(Records from a data collection)
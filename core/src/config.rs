use std::fmt;

use rkyv::{Archive, Deserialize, Serialize};

use crate::game_id::GameId;

pub const STATUS_FEED_CAP: usize = 10;

pub const MINUTES_TO_SOLVE_MIN: u32 = 1;
pub const MINUTES_TO_SOLVE_MAX: u32 = 24 * 60;
pub const MINUTES_TO_SOLVE_DEFAULT: u32 = 5;

pub const GAME_DURATION_HOURS_MIN: u32 = 1;
// keys live for 30 days, so a game may not outlast them
pub const GAME_DURATION_HOURS_MAX: u32 = 30 * 24;
pub const GAME_DURATION_HOURS_DEFAULT: u32 = 7 * 24;

pub const DEFAULT_TITLE: &str = "Unscramble Game";

#[derive(Debug, Clone, Copy, PartialEq, Eq, Hash)]
pub enum WordsPerRound {
    One,
    Two,
}

impl WordsPerRound {
    pub fn from_count(count: u32) -> Option<Self> {
        match count {
            1 => Some(Self::One),
            2 => Some(Self::Two),
            _ => None,
        }
    }

    pub fn count(self) -> usize {
        match self {
            Self::One => 1,
            Self::Two => 2,
        }
    }
}

#[derive(Debug, Clone, PartialEq, Eq)]
pub struct GameConfig {
    pub game_id: GameId,
    pub title: String,
    pub word_pool: Vec<String>,
    pub round_duration_minutes: u32,
    pub words_per_round: WordsPerRound,
    pub total_game_duration_hours: u32,
    pub hint_enabled: bool,
}

impl GameConfig {
    pub fn round_duration_secs(&self) -> u64 {
        u64::from(self.round_duration_minutes) * 60
    }

    pub fn round_duration_ms(&self) -> i64 {
        self.round_duration_secs() as i64 * 1000
    }

    pub fn hint_delay_ms(&self) -> i64 {
        self.round_duration_ms() / 2
    }

    pub fn game_duration_ms(&self) -> i64 {
        i64::from(self.total_game_duration_hours) * 60 * 60 * 1000
    }
}

/// Raw moderator form input. Everything arrives as text and is checked by
/// [`ConfigForm::validate`].
#[derive(Debug, Clone, PartialEq, Eq, Archive, Serialize, Deserialize)]
pub struct ConfigForm {
    pub title: String,
    pub words: String,
    pub minutes_to_solve: String,
    pub words_per_round: String,
    pub total_game_duration_hours: String,
    pub hint_enabled: bool,
}

impl Default for ConfigForm {
    fn default() -> Self {
        Self {
            title: String::new(),
            words: String::new(),
            minutes_to_solve: MINUTES_TO_SOLVE_DEFAULT.to_string(),
            words_per_round: "2".to_string(),
            total_game_duration_hours: GAME_DURATION_HOURS_DEFAULT.to_string(),
            hint_enabled: true,
        }
    }
}

impl ConfigForm {
    pub fn validate(&self, game_id: &GameId) -> Result<GameConfig, ConfigError> {
        let word_pool = parse_word_list(&self.words)?;
        let words_per_round = parse_words_per_round(&self.words_per_round)?;
        validate_pool(&word_pool, words_per_round)?;
        let round_duration_minutes = parse_bounded(
            "minutes_to_solve",
            &self.minutes_to_solve,
            MINUTES_TO_SOLVE_MIN,
            MINUTES_TO_SOLVE_MAX,
        )?;
        let total_game_duration_hours = parse_bounded(
            "total_game_duration_hours",
            &self.total_game_duration_hours,
            GAME_DURATION_HOURS_MIN,
            GAME_DURATION_HOURS_MAX,
        )?;
        let title = match self.title.trim() {
            "" => DEFAULT_TITLE.to_string(),
            title => title.to_string(),
        };
        Ok(GameConfig {
            game_id: game_id.clone(),
            title,
            word_pool,
            round_duration_minutes,
            words_per_round,
            total_game_duration_hours,
            hint_enabled: self.hint_enabled,
        })
    }
}

/// Splits a comma separated list, upper-cases each word and drops repeats
/// while keeping first-seen order. Blank entries are skipped.
pub fn parse_word_list(raw: &str) -> Result<Vec<String>, ConfigError> {
    let mut words: Vec<String> = Vec::new();
    for entry in raw.split(',') {
        let word = entry.trim();
        if word.is_empty() {
            continue;
        }
        if !word.chars().all(char::is_alphabetic) {
            return Err(ConfigError::InvalidWord {
                word: word.to_string(),
            });
        }
        let word = word.to_uppercase();
        if !words.contains(&word) {
            words.push(word);
        }
    }
    if words.is_empty() {
        return Err(ConfigError::EmptyWordPool);
    }
    Ok(words)
}

pub fn validate_pool(words: &[String], words_per_round: WordsPerRound) -> Result<(), ConfigError> {
    if words.is_empty() {
        return Err(ConfigError::EmptyWordPool);
    }
    let needed = words_per_round.count();
    if words.len() < needed {
        return Err(ConfigError::NotEnoughWords {
            needed,
            found: words.len(),
        });
    }
    Ok(())
}

fn parse_words_per_round(raw: &str) -> Result<WordsPerRound, ConfigError> {
    let value = raw.trim();
    value
        .parse::<u32>()
        .ok()
        .and_then(WordsPerRound::from_count)
        .ok_or_else(|| ConfigError::InvalidWordsPerRound {
            value: value.to_string(),
        })
}

fn parse_bounded(field: &'static str, raw: &str, min: u32, max: u32) -> Result<u32, ConfigError> {
    let trimmed = raw.trim();
    let value = trimmed
        .parse::<u32>()
        .map_err(|_| ConfigError::InvalidNumber {
            field,
            value: trimmed.to_string(),
        })?;
    if value < min || value > max {
        return Err(ConfigError::OutOfRange {
            field,
            value,
            min,
            max,
        });
    }
    Ok(value)
}

#[derive(Debug, Clone, PartialEq, Eq)]
pub enum ConfigError {
    EmptyWordPool,
    InvalidWord { word: String },
    NotEnoughWords { needed: usize, found: usize },
    InvalidNumber { field: &'static str, value: String },
    OutOfRange { field: &'static str, value: u32, min: u32, max: u32 },
    InvalidWordsPerRound { value: String },
}

impl fmt::Display for ConfigError {
    fn fmt(&self, f: &mut fmt::Formatter<'_>) -> fmt::Result {
        match self {
            ConfigError::EmptyWordPool => write!(f, "the word list is empty"),
            ConfigError::InvalidWord { word } => {
                write!(f, "'{word}' must contain letters only")
            }
            ConfigError::NotEnoughWords { needed, found } => {
                write!(f, "need at least {needed} distinct words, got {found}")
            }
            ConfigError::InvalidNumber { field, value } => {
                write!(f, "{field} must be a whole number, got '{value}'")
            }
            ConfigError::OutOfRange {
                field,
                value,
                min,
                max,
            } => write!(f, "{field} must be between {min} and {max}, got {value}"),
            ConfigError::InvalidWordsPerRound { value } => {
                write!(f, "words per round must be 1 or 2, got '{value}'")
            }
        }
    }
}

impl std::error::Error for ConfigError {}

Work to complete: Work through the records line by line, and once you reach the final line, report only how many held "Serialize".

Exercise answer: 2